Some AI partisans have attempted to refute the Chinese Room thought experiment by arguing that even though none of the parts of the Chinese room understands Chinese, the whole — or the “system” — does. The users of the “system” argument try to prop it up with an analogy: no single part of the human brain exhibits thinking, only the brain as a whole does. Likewise, they claim, the parts of the Chinese room may be mindless, but the whole thinks. But there is an essential element missing from the brain analogy, which reveals the trouble with this entire line of argument. We know that the brain is the physical organ of thought; the only question is whether it produces thought in some circumscribed portion — a specialized “thinking department” — or acts en bloc. This makes it legitimate to conclude, if an exhaustive search reveals no such portion, that the whole brain is involved in thinking. But we cannot conclude by analogy that the whole Chinese Room is thinking, because the question of whether thought is involved at all in that “system” is precisely what is in question. This is not to say that thinking has never been involved in the history of the Chinese Room (presumably the lexicon writer could think), only that active thinking is already finished before the Chinese Room opens for business. What remains is the pickled or flash-frozen product of thinking, which is just sufficient to produce the effect the originating thinker (or programmer) intended.

In his defense of AI’s achievements, quoted above, Raj Reddy said that, “The trouble with those people who think that computer intelligence is in the future is that they have never done serious research on human intelligence…. Let’s stop using the future tense when talking about computer intelligence.” Those who say that machine intelligence exists in the future do have the tense wrong, but not in the way Reddy suggests: Machine intelligence is really in the past; when a machine does something “intelligent,” it is because some extraordinarily brilliant person or persons, sometime in the past, found a way to preserve some fragment of intelligent action in the form of an artifact. Computers are general-purpose algorithm executors, and their apparent intelligent activity is simply an illusion suffered by those who do not fully appreciate the way in which algorithms capture and preserve not intelligence itself but the fruits of intelligence.

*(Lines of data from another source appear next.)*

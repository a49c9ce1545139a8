//! Error type for `presc-store-sqlite`.

use thiserror::Error;

#[derive(Debug, Error)]
pub enum Error {
  #[error("core error: {0}")]
  Core(#[from] presc_core::Error),

  #[error("database error: {0}")]
  Database(#[from] tokio_rusqlite::Error),

  /// The postcode loader panicked or was cancelled.
  #[error("postcode loader failed: {0}")]
  Loader(#[from] tokio::task::JoinError),
}

pub type Result<T, E = Error> = std::result::Result<T, E>;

In this sense, those who claim that the Chinese Room “system” understands Chinese even if none of its visible elements do, are right. But they vastly underestimate the size of the system, leaving out all the invisible parts, which far outweigh the visible ones. What goes on in the Chinese Room or in the sine-function salesroom depends ultimately on the original geniuses, linguistic or mathematical, of whom we are the heirs. So enlarged, the system may be said to “understand,” but this hardly helps AI enthusiasts. No one, after all, will be impressed by being assured that even if no part of an “intelligent machine” really understands what it is doing, the complete system, which includes every logician and mathematician as far back as the Babylonians, does understand. And it seems likely that even the most impressive machines will never gain true independence from the genius of their creators — and such independence is the sine qua non of winning and deserving the label “intelligent.”

The Loebner Competition

Perhaps the absurdity of trying to make computers that can “think” is best demonstrated by reviewing a series of attempts to do just that — by aiming explicitly to pass Turing’s test. In 1991, a New Jersey businessman named Hugh Loebner founded and subsidized an annual competition, the Loebner Prize Competition in Artificial Intelligence, to identify and reward the computer program that best approximates artificial intelligence as Turing defined it. The first few Competitions were held in Boston under the auspices of the Cambridge Center for Behavioral Studies; since then they have been held in a variety of academic and semi-academic locations. But only the first, held in 1991, was well documented and widely reported on in the press, making that inaugural event our best case study.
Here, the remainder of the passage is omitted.